教師といえば、安定した仕事として、特に不景気下では人気の職業です。しかし、昨今はせっかく就いた安定の立場を自ら下りる教師も珍しくありません。教育現場では、限界を迎え、教壇を去る教員が増加しています。なぜ今、教員が追い詰められているのか。みていきましょう。
手取り月30万円・28歳女性教師、ある朝、職員室でみた「衝撃光景」に絶句。「教師、やめます」と決意 (※写真はイメージです/PIXTA)

増加する「心の病」、教員が直面する過酷な現実

「実際は学校によって、校長によってずいぶんと変わるみたいです。私が最後にいた学校でも、一昨年まではよかった。新しい校長は、教育委員会や保護者の顔色ばかりみていて。

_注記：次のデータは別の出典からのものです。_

use axum::{
    extract::{Request, State},
    http::{header, HeaderMap, StatusCode},
    middleware::Next,
    response::{IntoResponse, Response},
    Json,
};
use base64::{engine::general_purpose, Engine as _};
use serde_json::json;
use std::sync::Arc;
use std::time::Duration;

use crate::errors::ExamError;
use crate::metrics;
use crate::services::AppState;

pub mod attempts;

/// HTTP projection of [`ExamError`]: a status code plus `{reason, message}`.
#[derive(Debug)]
pub enum ApiError {
    BadRequest(String),
    NotFound(String),
    Forbidden(String),
    Conflict {
        reason: &'static str,
        message: String,
    },
    Unavailable {
        reason: &'static str,
        message: String,
    },
    Internal(String),
}

impl From<ExamError> for ApiError {
    fn from(err: ExamError) -> Self {
        let reason = err.reason();
        match err {
            ExamError::Validation(message) => ApiError::BadRequest(message),
            ExamError::NotFound(message) => ApiError::NotFound(message),
            ExamError::Forbidden(message) => ApiError::Forbidden(message),
            ExamError::StateConflict { reason, message } => ApiError::Conflict { reason, message },
            err @ (ExamError::AssignmentExhausted { .. }
            | ExamError::GenerationFailed(_)
            | ExamError::Store(_)) => ApiError::Unavailable {
                reason,
                message: err.to_string(),
            },
            ExamError::Internal(e) => ApiError::Internal(e.to_string()),
        }
    }
}

impl IntoResponse for ApiError {
    fn into_response(self) -> Response {
        let (status, reason, message) = match self {
            ApiError::BadRequest(message) => (StatusCode::BAD_REQUEST, "validation_error", message),
            ApiError::NotFound(message) => (StatusCode::NOT_FOUND, "not_found", message),
            ApiError::Forbidden(message) => (StatusCode::FORBIDDEN, "forbidden", message),
            ApiError::Conflict { reason, message } => (StatusCode::CONFLICT, reason, message),
            ApiError::Unavailable { reason, message } => {
                tracing::error!("Request failed ({}): {}", reason, message);
                (StatusCode::SERVICE_UNAVAILABLE, reason, message)
            }
            ApiError::Internal(message) => {
                tracing::error!("Internal error: {}", message);
                (
                    StatusCode::INTERNAL_SERVER_ERROR,
                    "internal_error",
                    "Internal server error".to_string(),
                )
            }
        };

        (status, Json(json!({ "reason": reason, "message": message }))).into_response()
    }
}

pub async fn health_check(State(state): State<Arc<AppState>>) -> impl IntoResponse {
    let mut dependencies = serde_json::Map::new();

    let store_health = check_store(&state).await;
    let mut all_healthy = store_health.get("status").and_then(|v| v.as_str()) == Some("healthy");
    dependencies.insert("store".to_string(), json!(store_health));

    let redis_health = check_redis(&state).await;
    if redis_health.get("status").and_then(|v| v.as_str()) == Some("unhealthy") {
        all_healthy = false;
    }
    dependencies.insert("redis".to_string(), json!(redis_health));

    let (status_code, status) = if all_healthy {
        (StatusCode::OK, "healthy")
    } else {
        (StatusCode::SERVICE_UNAVAILABLE, "degraded")
    };

    (
        status_code,
        Json(json!({
            "status": status,
            "service": "frontend-assessment-api",
            "version": env!("CARGO_PKG_VERSION"),
            "dependencies": dependencies
        })),
    )
}

async fn check_store(state: &AppState) -> serde_json::Map<String, serde_json::Value> {
    let mut result = serde_json::Map::new();
    result.insert(
        "backend".to_string(),
        json!(state.config.storage_backend.as_str()),
    );

    match tokio::time::timeout(Duration::from_secs(1), state.store.ping()).await {
        Ok(Ok(())) => {
            result.insert("status".to_string(), json!("healthy"));
        }
        Ok(Err(e)) => {
            result.insert("status".to_string(), json!("unhealthy"));
            result.insert("error".to_string(), json!(format!("Store error: {}", e)));
        }
        Err(_) => {
            result.insert("status".to_string(), json!("unhealthy"));
            result.insert("error".to_string(), json!("Store timeout after 1s"));
        }
    }
    result
}

async fn check_redis(state: &AppState) -> serde_json::Map<String, serde_json::Value> {
    let mut result = serde_json::Map::new();

    let Some(redis) = state.redis.as_ref() else {
        result.insert("status".to_string(), json!("disabled"));
        return result;
    };

    let mut conn = redis.clone();
    match tokio::time::timeout(
        Duration::from_millis(500),
        redis::cmd("PING").query_async::<String>(&mut conn),
    )
    .await
    {
        Ok(Ok(_)) => {
            result.insert("status".to_string(), json!("healthy"));
        }
        Ok(Err(e)) => {
            result.insert("status".to_string(), json!("unhealthy"));
            result.insert("error".to_string(), json!(format!("Redis error: {}", e)));
        }
        Err(_) => {
            result.insert("status".to_string(), json!("unhealthy"));
            result.insert("error".to_string(), json!("Redis timeout after 500ms"));
        }
    }
    result
}

pub async fn metrics_handler() -> impl IntoResponse {
    match metrics::render_metrics() {
        Ok(metrics_text) => (StatusCode::OK, metrics_text),
        Err(e) => (
            StatusCode::INTERNAL_SERVER_ERROR,
            format!("Failed to render metrics: {}", e),
        ),
    }
}

/// HTTP Basic auth for `/metrics`; credentials come from `METRICS_AUTH` (`user:password`).
pub async fn metrics_auth_middleware(
    headers: HeaderMap,
    request: Request,
    next: Next,
) -> Result<Response, StatusCode> {
    let encoded = headers
        .get(header::AUTHORIZATION)
        .and_then(|v| v.to_str().ok())
        .and_then(|v| v.strip_prefix("Basic "))
        .ok_or(StatusCode::UNAUTHORIZED)?;

    let decoded = general_purpose::STANDARD
        .decode(encoded.trim())
        .map_err(|_| StatusCode::UNAUTHORIZED)?;
    let credentials = String::from_utf8(decoded).map_err(|_| StatusCode::UNAUTHORIZED)?;

    let expected = std::env::var("METRICS_AUTH").unwrap_or_else(|_| "admin:changeme".to_string());
    if credentials != expected {
        tracing::warn!("Rejected /metrics request with bad credentials");
        return Err(StatusCode::UNAUTHORIZED);
    }

    Ok(next.run(request).await)
}

#[cfg(test)]
mod tests {
    use super::*;
    use crate::services::store::StoreError;

    fn status_of(err: ExamError) -> StatusCode {
        ApiError::from(err).into_response().status()
    }

    #[test]
    fn maps_exam_errors_to_status_codes() {
        assert_eq!(status_of(ExamError::Validation("x".into())), StatusCode::BAD_REQUEST);
        assert_eq!(status_of(ExamError::NotFound("x".into())), StatusCode::NOT_FOUND);
        assert_eq!(status_of(ExamError::Forbidden("x".into())), StatusCode::FORBIDDEN);
        assert_eq!(
            status_of(ExamError::state_conflict("attempt_not_completed", "x")),
            StatusCode::CONFLICT
        );
        assert_eq!(
            status_of(ExamError::AssignmentExhausted { order: 3, attempts: 5 }),
            StatusCode::SERVICE_UNAVAILABLE
        );
        assert_eq!(
            status_of(StoreError::Backend(anyhow::anyhow!("down")).into()),
            StatusCode::SERVICE_UNAVAILABLE
        );
        assert_eq!(
            status_of(ExamError::Internal(anyhow::anyhow!("boom"))),
            StatusCode::INTERNAL_SERVER_ERROR
        );
    }
}
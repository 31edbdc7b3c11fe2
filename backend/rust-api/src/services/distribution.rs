use std::collections::HashMap;

use crate::models::question::{BankQuestion, Difficulty};
use crate::models::selection::Distributions;
use crate::models::AttemptQuestion;
use crate::services::store::{ExamStore, StoreResult};

/// An attempt slot joined with the bank question it holds.
#[derive(Debug, Clone)]
pub struct AssignedQuestion {
    pub row: AttemptQuestion,
    pub question: BankQuestion,
}

/// Loads every assigned slot of an attempt, ordered, with its bank question.
///
/// Rows whose question has vanished from the bank are dropped with a warning.
pub async fn load_assigned(
    store: &dyn ExamStore,
    attempt_id: &str,
) -> StoreResult<Vec<AssignedQuestion>> {
    let rows = store.list_attempt_questions(attempt_id).await?;
    let ids: Vec<String> = rows.iter().map(|row| row.question_id.clone()).collect();
    let mut bank: HashMap<String, BankQuestion> = store
        .get_questions(&ids)
        .await?
        .into_iter()
        .map(|q| (q.id.clone(), q))
        .collect();

    let mut assigned = Vec::with_capacity(rows.len());
    for row in rows {
        // the same bank question is never held twice in one attempt
        match bank.remove(&row.question_id) {
            Some(question) => assigned.push(AssignedQuestion { row, question }),
            None => tracing::warn!(
                "Attempt {} slot {} references missing question {}",
                attempt_id,
                row.question_order,
                row.question_id
            ),
        }
    }
    Ok(assigned)
}

/// Folds assigned questions into coverage counts.
pub fn compute_distributions<'a, I>(questions: I) -> Distributions
where
    I: IntoIterator<Item = &'a BankQuestion>,
{
    let mut distributions = Distributions::default();
    for question in questions {
        match question.difficulty {
            Difficulty::Easy => distributions.easy_count += 1,
            Difficulty::Medium => distributions.medium_count += 1,
            Difficulty::Hard => distributions.hard_count += 1,
        }
        if question.is_coding() {
            distributions.coding_count += 1;
        }

        bump(&mut distributions.topic_distribution, &question.topic);
        if let Some(subtopic) = question.subtopic.as_deref() {
            bump(&mut distributions.subtopic_distribution, subtopic);
        }
        bump(
            &mut distributions.bloom_distribution,
            question.bloom_level.as_str(),
        );
    }
    distributions
}

fn bump(histogram: &mut HashMap<String, u32>, label: &str) {
    let label = label.trim();
    if label.is_empty() {
        return;
    }
    // merge case variants into the first spelling seen
    let key = histogram
        .keys()
        .find(|existing| existing.eq_ignore_ascii_case(label))
        .cloned()
        .unwrap_or_else(|| label.to_string());
    *histogram.entry(key).or_insert(0) += 1;
}
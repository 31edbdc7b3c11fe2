use serde::{Deserialize, Serialize};
use validator::Validate;

#[derive(Debug, Clone, Deserialize, Validate)]
pub struct SubmitAnswerRequest {
    #[validate(length(min = 1, message = "question_id is required"))]
    pub question_id: String,
    #[validate(range(max = 3, message = "user_answer_index must be between 0 and 3"))]
    pub user_answer_index: u8,
    #[serde(default)]
    #[validate(range(max = 86400, message = "time_spent_seconds must be at most 86400"))]
    pub time_spent_seconds: u32,
}

/// Deliberately carries no correctness information.
#[derive(Debug, Serialize, Deserialize)]
pub struct SubmitAnswerResponse {
    pub recorded: bool,
    pub progress: AnswerProgress,
}

#[derive(Debug, Clone, Copy, Serialize, Deserialize, PartialEq, Eq)]
pub struct AnswerProgress {
    pub questions_answered: u32,
    pub total_questions: u32,
    pub is_complete: bool,
}
use crate::config::{Config, StorageBackend};
use mongodb::Client as MongoClient;
use rand::rngs::StdRng;
use rand::SeedableRng;
use redis::aio::ConnectionManager;
use std::sync::Arc;
use std::time::Duration;

use self::llm::{build_providers, EmbeddingProvider, LlmProvider};
use self::store::memory::MemoryStore;
use self::store::mongo::MongoStore;
use self::store::ExamStore;

pub struct AppState {
    pub config: Config,
    pub store: Arc<dyn ExamStore>,
    pub llm: Arc<dyn LlmProvider>,
    pub embeddings: Arc<dyn EmbeddingProvider>,
    /// Ontology cache only; `None` runs without it.
    pub redis: Option<ConnectionManager>,
}

impl AppState {
    pub async fn new(config: Config) -> anyhow::Result<Self> {
        let store: Arc<dyn ExamStore> = match config.storage_backend {
            StorageBackend::Mongo => {
                tracing::info!("Connecting to MongoDB...");
                let client = MongoClient::with_uri_str(&config.mongo_uri).await?;
                let mongo = MongoStore::new(client.database(&config.mongo_database));
                mongo.ensure_indexes().await?;
                tracing::info!("MongoDB connected: database={}", config.mongo_database);
                Arc::new(mongo)
            }
            StorageBackend::Memory => {
                tracing::warn!("Using in-memory store; all data is lost on restart");
                Arc::new(MemoryStore::new())
            }
        };

        let redis = match config.redis_uri.as_deref() {
            Some(uri) => match connect_redis(uri).await {
                Ok(manager) => Some(manager),
                Err(e) => {
                    tracing::warn!("Redis unavailable, ontology cache disabled: {}", e);
                    None
                }
            },
            None => None,
        };

        let (llm, embeddings) = build_providers(&config.llm)?;

        Ok(Self {
            config,
            store,
            llm,
            embeddings,
            redis,
        })
    }

    /// Assembles a state from ready-made components.
    pub fn with_components(
        config: Config,
        store: Arc<dyn ExamStore>,
        llm: Arc<dyn LlmProvider>,
        embeddings: Arc<dyn EmbeddingProvider>,
    ) -> Self {
        Self {
            config,
            store,
            llm,
            embeddings,
            redis: None,
        }
    }

    pub fn llm_timeout(&self) -> Duration {
        Duration::from_millis(self.config.llm.timeout_ms)
    }

    /// Per-request RNG: fixed seed when configured, OS entropy otherwise.
    pub fn request_rng(&self) -> StdRng {
        match self.config.exam.rng_seed {
            Some(seed) => StdRng::seed_from_u64(seed),
            None => StdRng::from_os_rng(),
        }
    }
}

async fn connect_redis(uri: &str) -> anyhow::Result<ConnectionManager> {
    tracing::info!("Attempting to connect to Redis...");
    let client = redis::Client::open(uri)?;

    let redis = tokio::time::timeout(Duration::from_secs(10), ConnectionManager::new(client))
        .await
        .map_err(|_| anyhow::anyhow!("Redis connection timeout after 10s"))??;

    let mut conn = redis.clone();
    tokio::time::timeout(
        Duration::from_secs(5),
        redis::cmd("PING").query_async::<String>(&mut conn),
    )
    .await
    .map_err(|_| anyhow::anyhow!("Redis PING timeout after 5s"))??;

    tracing::info!("Redis connection established successfully");
    Ok(redis)
}

pub mod answer_service;
pub mod assignment_service;
pub mod attempt_service;
pub mod candidate_scorer;
pub mod criteria_service;
pub mod distribution;
pub mod llm;
pub mod ontology_service;
pub mod question_generator;
pub mod results_service;
pub mod selection_service;
pub mod store;
pub mod auth;
pub mod metrics;
pub mod trace;
use chrono::{DateTime, Utc};
use serde::{Deserialize, Serialize};
use sha2::{Digest, Sha256};
use std::str::FromStr;

use crate::utils::similarity::normalize_text;

pub const OPTIONS_PER_QUESTION: usize = 4;

#[derive(Debug, Clone, Copy, Serialize, Deserialize, PartialEq, Eq, Hash)]
pub enum Difficulty {
    Easy,
    Medium,
    Hard,
}

impl Difficulty {
    pub const ALL: [Difficulty; 3] = [Difficulty::Easy, Difficulty::Medium, Difficulty::Hard];

    pub fn as_str(&self) -> &'static str {
        match self {
            Difficulty::Easy => "Easy",
            Difficulty::Medium => "Medium",
            Difficulty::Hard => "Hard",
        }
    }
}

impl FromStr for Difficulty {
    type Err = String;

    fn from_str(value: &str) -> Result<Self, Self::Err> {
        match value.trim().to_ascii_lowercase().as_str() {
            "easy" => Ok(Difficulty::Easy),
            "medium" => Ok(Difficulty::Medium),
            "hard" => Ok(Difficulty::Hard),
            _ => Err(format!("Invalid difficulty: {}", value)),
        }
    }
}

#[derive(Debug, Clone, Copy, Serialize, Deserialize, PartialEq, Eq, Hash)]
pub enum BloomLevel {
    Remember,
    Understand,
    Apply,
    Analyze,
    Evaluate,
    Create,
}

impl BloomLevel {
    pub const ALL: [BloomLevel; 6] = [
        BloomLevel::Remember,
        BloomLevel::Understand,
        BloomLevel::Apply,
        BloomLevel::Analyze,
        BloomLevel::Evaluate,
        BloomLevel::Create,
    ];

    pub fn as_str(&self) -> &'static str {
        match self {
            BloomLevel::Remember => "Remember",
            BloomLevel::Understand => "Understand",
            BloomLevel::Apply => "Apply",
            BloomLevel::Analyze => "Analyze",
            BloomLevel::Evaluate => "Evaluate",
            BloomLevel::Create => "Create",
        }
    }
}

impl FromStr for BloomLevel {
    type Err = String;

    fn from_str(value: &str) -> Result<Self, Self::Err> {
        match value.trim().to_ascii_lowercase().as_str() {
            "remember" => Ok(BloomLevel::Remember),
            "understand" => Ok(BloomLevel::Understand),
            "apply" => Ok(BloomLevel::Apply),
            "analyze" | "analyse" => Ok(BloomLevel::Analyze),
            "evaluate" => Ok(BloomLevel::Evaluate),
            "create" => Ok(BloomLevel::Create),
            _ => Err(format!("Invalid bloom level: {}", value)),
        }
    }
}

#[derive(Debug, Clone, Serialize, Deserialize, PartialEq)]
pub struct Citation {
    pub source: String,
    #[serde(default, skip_serializing_if = "Option::is_none")]
    pub url: Option<String>,
    #[serde(default, skip_serializing_if = "Option::is_none")]
    pub excerpt: Option<String>,
}

/// Reusable multiple-choice item stored in the `questions` collection.
#[derive(Debug, Clone, Serialize, Deserialize)]
pub struct BankQuestion {
    #[serde(rename = "_id")]
    pub id: String,
    pub topic: String,
    #[serde(default)]
    pub subtopic: Option<String>,
    pub difficulty: Difficulty,
    pub bloom_level: BloomLevel,
    pub question: String,
    #[serde(default)]
    pub code: Option<String>,
    pub options: Vec<String>,
    pub correct_index: u8,
    #[serde(default)]
    pub explanation: String,
    #[serde(default)]
    pub citations: Vec<Citation>,
    #[serde(default)]
    pub embedding: Vec<f32>,
    pub content_key: String,
    #[serde(default)]
    pub review: Option<QualityReview>,
    pub created_at: DateTime<Utc>,
}

impl BankQuestion {
    pub fn is_coding(&self) -> bool {
        self.code
            .as_deref()
            .map(|code| !code.trim().is_empty())
            .unwrap_or(false)
    }

    /// Structural invariants every stored question must satisfy.
    pub fn is_well_formed(&self) -> bool {
        self.options.len() == OPTIONS_PER_QUESTION
            && (self.correct_index as usize) < OPTIONS_PER_QUESTION
            && self.options.iter().all(|option| !option.trim().is_empty())
            && !self.question.trim().is_empty()
    }

    /// Candidate-facing projection: never carries the answer, explanation or citations.
    pub fn public_view(&self, question_order: u32) -> PublicQuestion {
        PublicQuestion {
            id: self.id.clone(),
            question_order,
            topic: self.topic.clone(),
            subtopic: self.subtopic.clone(),
            difficulty: self.difficulty,
            bloom_level: self.bloom_level,
            question: self.question.clone(),
            code: self.code.clone(),
            options: self.options.clone(),
        }
    }
}

#[derive(Debug, Clone, Serialize, Deserialize, PartialEq)]
pub struct PublicQuestion {
    pub id: String,
    pub question_order: u32,
    pub topic: String,
    pub subtopic: Option<String>,
    pub difficulty: Difficulty,
    pub bloom_level: BloomLevel,
    pub question: String,
    pub code: Option<String>,
    pub options: Vec<String>,
}

#[derive(Debug, Clone, Copy, Serialize, Deserialize, PartialEq, Eq)]
#[serde(rename_all = "snake_case")]
pub enum ReviewVerdict {
    Approve,
    Revise,
}

/// Advisory output of the quality judge; never gates assignment.
#[derive(Debug, Clone, Serialize, Deserialize, PartialEq)]
pub struct QualityReview {
    pub verdict: ReviewVerdict,
    #[serde(default)]
    pub notes: String,
}

/// Grounding passage from the retrieval corpus.
#[derive(Debug, Clone, Serialize, Deserialize)]
pub struct DocumentChunk {
    #[serde(rename = "_id")]
    pub id: String,
    pub topic: String,
    #[serde(default)]
    pub subtopic: Option<String>,
    pub source: String,
    #[serde(default)]
    pub url: Option<String>,
    pub text: String,
    #[serde(default)]
    pub embedding: Vec<f32>,
}

/// Dedup hash over the normalised prompt and options.
pub fn content_key(question: &str, options: &[String]) -> String {
    let mut hasher = Sha256::new();
    hasher.update(normalize_text(question).as_bytes());
    for option in options {
        hasher.update(b"\x1f");
        hasher.update(normalize_text(option).as_bytes());
    }
    hex::encode(hasher.finalize())
}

教師の負担が増したと思います」と田中さん。

 

とはいえ、教師の労働環境の過酷さは、多くの統計データによって裏付けられています。

 

文部科学省『令和4年度 教員勤務実態調査』によると、中学校教諭の1週間の在校等時間は平均で58時間43分に達しています。これは、国の定めた「時間外勤務の上限」である月45時間を大幅に超える教師が多数存在することを示しており、実際、中学校では約77.1%の教師がこの上限を超えていました。

 

こうした過重労働は、教師の心身に深刻な影響を及ぼしています。文部科学省『令和5年度 公立学校教職員の人事行政状況調査』では、精神疾患を理由とする病気休職者数が7,119人に上り、過去最多を更新しました。これは、病気休職者全体の75.6%を占めており、20代全教員の0.83%、30代の0.96%、40代の0.94%、50代以上の0.66%が、精神疾患による休職者となっています。

 

美咲さんが目の当たりにした「衝撃光景」は、長時間労働だけでなく、複雑化する生徒指導、過度な保護者対応、同僚間のサポート不足といった、現代の教師を取り巻く複合的な問題が凝縮された結果といえるでしょう。

 

「生徒のために」という教師の情熱や自己犠牲に依存し続ける現在の学校システムは、すでに限界を迎えています。教員一人ひとりが心身の健康を保ち、教育活動に専念できる環境をいかにして整備するか。業務の抜本的な削減、人員配置の適正化、そして教員を守るためのハラスメント対策の徹底など、社会全体で取り組むべき課題は山積みです。